ハジメ「僕基本的にニコニコで配信されてるアニメはそっちで見るんだけどさ、コメ有りで見たいアニメとコメ無しで見たいアニメが別々にあるんだよね。分かる?」

ユエ「分かる。私なろう原作アニメは大体ニコニコで見てるし」

ティオ「今期じゃとおにまいもコメ有りの方な感じがするのう」

シア(ただの雑談―――――――――――――!!)

 

 そこに現れたのは、なんとミレディ。

 

ミレディ「でも鬼滅とかチェンソーはコメ無しで見たいよね」

ハジメ「そうそう」

シア「どうでもいい話を続行しないで貰えます?」

 

 物語は今、最終局面を迎える!

 

天の助「2歩六」

 

        

        

        

     

     

      

       

       

 

首領パッチ「初手で来たか……!」

シア(何ですかこのクライマックス感ゼロの絵面!? しかもそれオセロですぅ!!

 

 


 

 

「何故だ……何故我がこのような目に……」

 

 膝を地面に付き、息も絶え絶えなエヒトが小さく呟く。

 言葉の意味は純度百の疑問。

 顔色は人影故見えないが、声色だけで意味が読み取れる。

 

「何で、って……」

 

 そして意味を理解したミレディが覚えた感情は、怒りだった。

 羅列することが困難なほどの蛮行を重ねておいて、数えることが不可能なほどの人々を苦しめ、傷つけ、殺しておいて。

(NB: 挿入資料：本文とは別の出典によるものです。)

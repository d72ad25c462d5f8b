use crate::error::{StoreError, StoreResult};
use crate::schema;
use crate::settings::Settings;
use diesel::connection::SimpleConnection;
use diesel::prelude::*;
use tracing::{debug, info};

mod attendance;
mod catalog;
mod queries;
mod students;

pub use attendance::{RollCall, RollCallEntry, RollCallQuery};
pub use catalog::NameFilter;
pub use queries::{DashboardFilter, ScheduleRow, StudentFilter, StudentRow};

/// The kinds of record that can be archived, restored, and permanently deleted.
#[derive(Debug, Clone, Copy, PartialEq, Eq, clap::ValueEnum)]
pub enum RecordKind {
    School,
    Diagnosis,
    Therapy,
    Student,
}

impl RecordKind {
    pub fn entity(self) -> &'static str {
        match self {
            RecordKind::School => "school",
            RecordKind::Diagnosis => "diagnosis",
            RecordKind::Therapy => "therapy",
            RecordKind::Student => "student",
        }
    }

    fn not_found(self, id: i32) -> StoreError {
        StoreError::NotFound {
            entity: self.entity(),
            id,
        }
    }
}

/// The manager for recording, modifying, and retrieving enrollment and attendance data.
pub struct RosterManager {
    db: SqliteConnection,
}

impl RosterManager {
    /// Opens the `sqlite3` database at `database_url`, creating any missing tables.
    pub fn open(database_url: &str) -> StoreResult<Self> {
        let mut db =
            SqliteConnection::establish(database_url).map_err(|source| StoreError::Connection {
                url: database_url.to_string(),
                source,
            })?;

        db.batch_execute("PRAGMA foreign_keys = ON;")?;
        db.batch_execute(schema::CREATE_TABLES)?;

        debug!(database_url, "opened roster database");

        Ok(Self { db })
    }

    /// Opens the database named by the loaded [`Settings`].
    pub fn connect(settings: &Settings) -> StoreResult<Self> {
        Self::open(&settings.database.url)
    }

    /// A private database that disappears when the manager is dropped.
    pub fn in_memory() -> StoreResult<Self> {
        Self::open(":memory:")
    }

    /// Archives a record. Archived records stay in the database and can be restored.
    pub fn archive(&mut self, kind: RecordKind, record_id: i32) -> StoreResult<()> {
        self.set_active(kind, record_id, false)
    }

    /// Brings an archived record back into the active lists.
    pub fn restore(&mut self, kind: RecordKind, record_id: i32) -> StoreResult<()> {
        self.set_active(kind, record_id, true)
    }

    fn set_active(&mut self, kind: RecordKind, record_id: i32, active: bool) -> StoreResult<()> {
        use schema::{diagnoses, schools, students, therapies};

        let updated = match kind {
            RecordKind::School => diesel::update(schools::table.find(record_id))
                .set(schools::active.eq(active))
                .execute(&mut self.db)?,
            RecordKind::Diagnosis => diesel::update(diagnoses::table.find(record_id))
                .set(diagnoses::active.eq(active))
                .execute(&mut self.db)?,
            RecordKind::Therapy => diesel::update(therapies::table.find(record_id))
                .set(therapies::active.eq(active))
                .execute(&mut self.db)?,
            RecordKind::Student => diesel::update(students::table.find(record_id))
                .set(students::active.eq(active))
                .execute(&mut self.db)?,
        };

        if updated == 0 {
            return Err(kind.not_found(record_id));
        }

        info!(kind = kind.entity(), id = record_id, active, "updated active flag");
        Ok(())
    }

    /// Removes a record for good and returns its name.
    ///
    /// Schools, diagnoses, and therapies that are still referenced are left untouched and a
    /// [`StoreError::ReferentialBlock`] is returned. Deleting a student also deletes its
    /// enrollments and their attendance.
    pub fn delete_permanently(&mut self, kind: RecordKind, record_id: i32) -> StoreResult<String> {
        let name = match kind {
            RecordKind::School => self.delete_school(record_id),
            RecordKind::Diagnosis => self.delete_diagnosis(record_id),
            RecordKind::Therapy => self.delete_therapy(record_id),
            RecordKind::Student => self.delete_student(record_id),
        }?;

        info!(kind = kind.entity(), id = record_id, %name, "permanently deleted");
        Ok(name)
    }
}

/// Trims `value` and rejects it if nothing is left.
fn required(field: &'static str, value: &str) -> StoreResult<String> {
    let value = value.trim();
    if value.is_empty() {
        return Err(StoreError::invalid(field, "must not be blank"));
    }
    Ok(value.to_string())
}

/// Trims an optional value, treating a blank one as absent.
fn optional(value: Option<&str>) -> Option<String> {
    value
        .map(str::trim)
        .filter(|value| !value.is_empty())
        .map(str::to_string)
}

/// A `LIKE` pattern matching any value that contains `needle`.
fn contains_pattern(needle: &str) -> String {
    format!("%{}%", needle.trim())
}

 それら全てに、エヒトは罪悪感一つ抱いていないのだ。

 

「お前ええええ!!」

 

 ミレディはエヒトに対し、思わず重力魔法を叩きつけた。

 魔法を受け、まるでのし梅の様に潰されるエヒト。

 彼女の溢れ出す激情に、ハジメ達は声も出ずただ茫然と見ているだけだった。

 彼女が見てきたもの、抱えた思いを想像することはできても、真に理解することはできない。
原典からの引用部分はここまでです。